NOW buried deep beneath Blackburn's shopping precinct, this bit of old Blackburn - town-centre Victoria Street, viewed from Market Street across the town's market square that served as a free car park when the traders' stalls were removed - comes back to life in a new book revealing more of the unique John Eddleston collection of photographs of the town in 1963.

It was in that year that Mr Eddleston, who now lives in retirement in Southport, bought a camera to take on holiday to Italy and decided to try it out first by taking nearly 200 pictures of central Blackburn - just as it was set to be changed forever by more than a decade of demolition and redevelopment.

More than 120 of his pictures, which form an incomparable record of the Blackburn that vanished in that upheaval, first came to light again last year in "1963 Blackburn -- A Proud Town," a book which was sold to raise funds for equipment for the Stroke Rehabilitation Ward at Queen's Park Hospital.
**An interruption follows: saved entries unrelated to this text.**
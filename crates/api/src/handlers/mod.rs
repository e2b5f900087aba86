//! Request handlers.
//!
//! [`entity`] is written once against `EntityRepo` and serves all seven
//! content tables; the other modules cover the few routes that do not fit
//! that shape.

pub mod carousel;
pub mod email;
pub mod entity;
pub mod files;
//! Repository for the `works` table.

use async_trait::async_trait;
use counsel_core::types::DbId;
use sqlx::PgPool;

use crate::models::work::{CreateWork, UpdateWork, Work};
use crate::repositories::EntityRepo;

const COLUMNS: &str = "id, title, category, image, description";

pub struct WorkRepo;

#[async_trait]
impl EntityRepo for WorkRepo {
    const ENTITY: &'static str = "Work";
    const TABLE: &'static str = "works";
    const COLUMNS: &'static str = COLUMNS;

    type Record = Work;
    type Create = CreateWork;
    type Update = UpdateWork;

    async fn create(pool: &PgPool, input: &CreateWork) -> Result<Work, sqlx::Error> {
        let query = format!(
            "INSERT INTO works (title, category, image, description)
             VALUES ($1, $2, $3, $4)
             RETURNING {COLUMNS}"
        );
        sqlx::query_as::<_, Work>(&query)
            .bind(&input.title)
            .bind(&input.category)
            .bind(&input.image)
            .bind(&input.description)
            .fetch_one(pool)
            .await
    }

    async fn update(
        pool: &PgPool,
        id: DbId,
        input: &UpdateWork,
    ) -> Result<Option<Work>, sqlx::Error> {
        let query = format!(
            "UPDATE works SET
                title = COALESCE($2, title),
                category = COALESCE($3, category),
                image = COALESCE($4, image),
                description = COALESCE($5, description)
             WHERE id = $1
             RETURNING {COLUMNS}"
        );
        sqlx::query_as::<_, Work>(&query)
            .bind(id)
            .bind(&input.title)
            .bind(&input.category)
            .bind(&input.image)
            .bind(&input.description)
            .fetch_optional(pool)
            .await
    }
}
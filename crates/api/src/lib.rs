pub mod config;
pub mod error;
pub mod extract;
pub mod handlers;
pub mod response;
pub mod router;
pub mod routes;
pub mod state;
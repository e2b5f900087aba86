//! Blog post model and DTOs.

use counsel_core::blob_store::BlobRefs;
use counsel_core::types::{DbId, Timestamp};
use counsel_core::validation::Patch;
use serde::{Deserialize, Serialize};
use sqlx::FromRow;
use validator::Validate;

/// A row from the `blogs` table. Timestamps are set by the database.
#[derive(Debug, Clone, FromRow, Serialize)]
pub struct Blog {
    pub id: DbId,
    pub title: String,
    pub author: String,
    pub content: String,
    pub created_at: Timestamp,
    pub updated_at: Timestamp,
}

#[derive(Debug, Clone, Deserialize, Validate)]
#[serde(deny_unknown_fields)]
pub struct CreateBlog {
    #[validate(length(min = 1, message = "must not be empty"))]
    pub title: String,
    #[validate(length(min = 1, message = "must not be empty"))]
    pub author: String,
    #[validate(length(min = 1, message = "must not be empty"))]
    pub content: String,
}

#[derive(Debug, Clone, Default, Deserialize, Validate)]
#[serde(deny_unknown_fields)]
pub struct UpdateBlog {
    #[validate(length(min = 1, message = "must not be empty"))]
    pub title: Option<String>,
    #[validate(length(min = 1, message = "must not be empty"))]
    pub author: Option<String>,
    #[validate(length(min = 1, message = "must not be empty"))]
    pub content: Option<String>,
}

impl BlobRefs for CreateBlog {}

impl BlobRefs for UpdateBlog {}

impl Patch for UpdateBlog {
    fn is_empty(&self) -> bool {
        self.title.is_none() && self.author.is_none() && self.content.is_none()
    }
}
//! Repository layer.
//!
//! Each repository is a zero-sized struct implementing [`EntityRepo`]. The
//! trait supplies the shared `list`/`find_by_id`/`delete` queries; each
//! repository writes its own `create` and `update` SQL.

pub mod attorney_repo;
pub mod blog_repo;
pub mod carousel_image_repo;
pub mod entity;
pub mod offer_repo;
pub mod promotional_offer_repo;
pub mod testimonial_repo;
pub mod work_repo;

pub use attorney_repo::AttorneyRepo;
pub use blog_repo::BlogRepo;
pub use carousel_image_repo::CarouselImageRepo;
pub use entity::EntityRepo;
pub use offer_repo::OfferRepo;
pub use promotional_offer_repo::PromotionalOfferRepo;
pub use testimonial_repo::TestimonialRepo;
pub use work_repo::WorkRepo;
It was such a success that extra copies had to be printed and with all 3,000 copies of that first edition sold -- and more than £13,000 donated to the Stroke Ward -- a second "1963 Blackburn" book, showing the remainder of the collection, has just gone on sale.

Priced at £5 per copy, all the proceeds will again go to the stroke ward.
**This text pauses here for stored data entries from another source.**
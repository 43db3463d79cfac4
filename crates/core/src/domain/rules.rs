//! Field-level format checks shared by the application entities.

pub fn digits_only(value: &str) -> String {
    value.chars().filter(char::is_ascii_digit).collect()
}

/// Ten-digit NANP number; a leading country code `1` is dropped.
pub fn normalize_phone(raw: &str) -> Option<String> {
    let digits = digits_only(raw);
    let digits = match digits.len() {
        11 if digits.starts_with('1') => digits[1..].to_string(),
        _ => digits,
    };
    (digits.len() == 10).then_some(digits)
}

/// EIN/SSN are both nine digits once separators are removed.
pub fn normalize_tax_id(raw: &str) -> Option<String> {
    let trimmed = raw.trim();
    let valid_chars = trimmed.chars().all(|ch| ch.is_ascii_digit() || ch == '-' || ch == ' ');
    let digits = digits_only(trimmed);
    (valid_chars && digits.len() == 9).then_some(digits)
}

/// `NNNNN` or `NNNNN-NNNN`, reduced to the five-digit zip. Anything else is kept
/// verbatim so `is_valid_zip` rejects it.
pub fn normalize_zip(raw: &str) -> String {
    let trimmed = raw.trim();
    let five = match trimmed.split_once('-') {
        Some((zip, plus4)) if plus4.len() == 4 && plus4.chars().all(|ch| ch.is_ascii_digit()) => {
            zip
        }
        Some(_) => return trimmed.to_owned(),
        None => trimmed,
    };
    if is_valid_zip(five) {
        five.to_owned()
    } else {
        trimmed.to_owned()
    }
}

pub fn is_valid_zip(zip: &str) -> bool {
    zip.len() == 5 && zip.chars().all(|ch| ch.is_ascii_digit())
}

pub fn is_valid_email(email: &str) -> bool {
    let email = email.trim();
    let Some((local, domain)) = email.split_once('@') else {
        return false;
    };
    !local.is_empty()
        && !domain.contains('@')
        && domain.contains('.')
        && !domain.starts_with('.')
        && !domain.ends_with('.')
        && !email.chars().any(char::is_whitespace)
}

pub fn is_valid_website(website: &str) -> bool {
    let website = website.trim();
    let host = website
        .strip_prefix("https://")
        .or_else(|| website.strip_prefix("http://"))
        .unwrap_or(website);
    let host = host.split('/').next().unwrap_or_default();
    host.contains('.')
        && !host.starts_with('.')
        && !host.ends_with('.')
        && host.chars().all(|ch| ch.is_ascii_alphanumeric() || ch == '.' || ch == '-')
}

/// Slash-separated limit tiers such as `1000000/2000000/1000000`.
pub fn parse_limits(limits: &str) -> Option<Vec<u64>> {
    let parts = limits
        .split('/')
        .map(|part| part.trim().parse::<u64>().ok().filter(|value| *value > 0))
        .collect::<Option<Vec<_>>>()?;
    (parts.len() == 3).then_some(parts)
}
In the view above, Victoria Street is dominated at the left by the giant Crown Hotel, a building that was extensively rebuilt after it was ripped apart in 1891 by a gas explosion which killed five people and injured 11 others.

The large building at the right is the Reform Club, opened in 1866 by Liberal Party supporters but occupied in its later years by other organisations. It was demolished in 1967.

Beneath at the far right is the shop of clothiers Bradleys Ltd, while next door Redman's bacon shop and adjoining butcher B Sunter and grocers Melias Ltd were provision dealers that served generations of Blackburn shoppers.

Copies of the book are available in Blackburn at the Lancashire Evening Telegraph's head office in High Street, the Cathedral bookshop; Bookland in Ainsworth Street and at the Old Town Hall and the Central Library.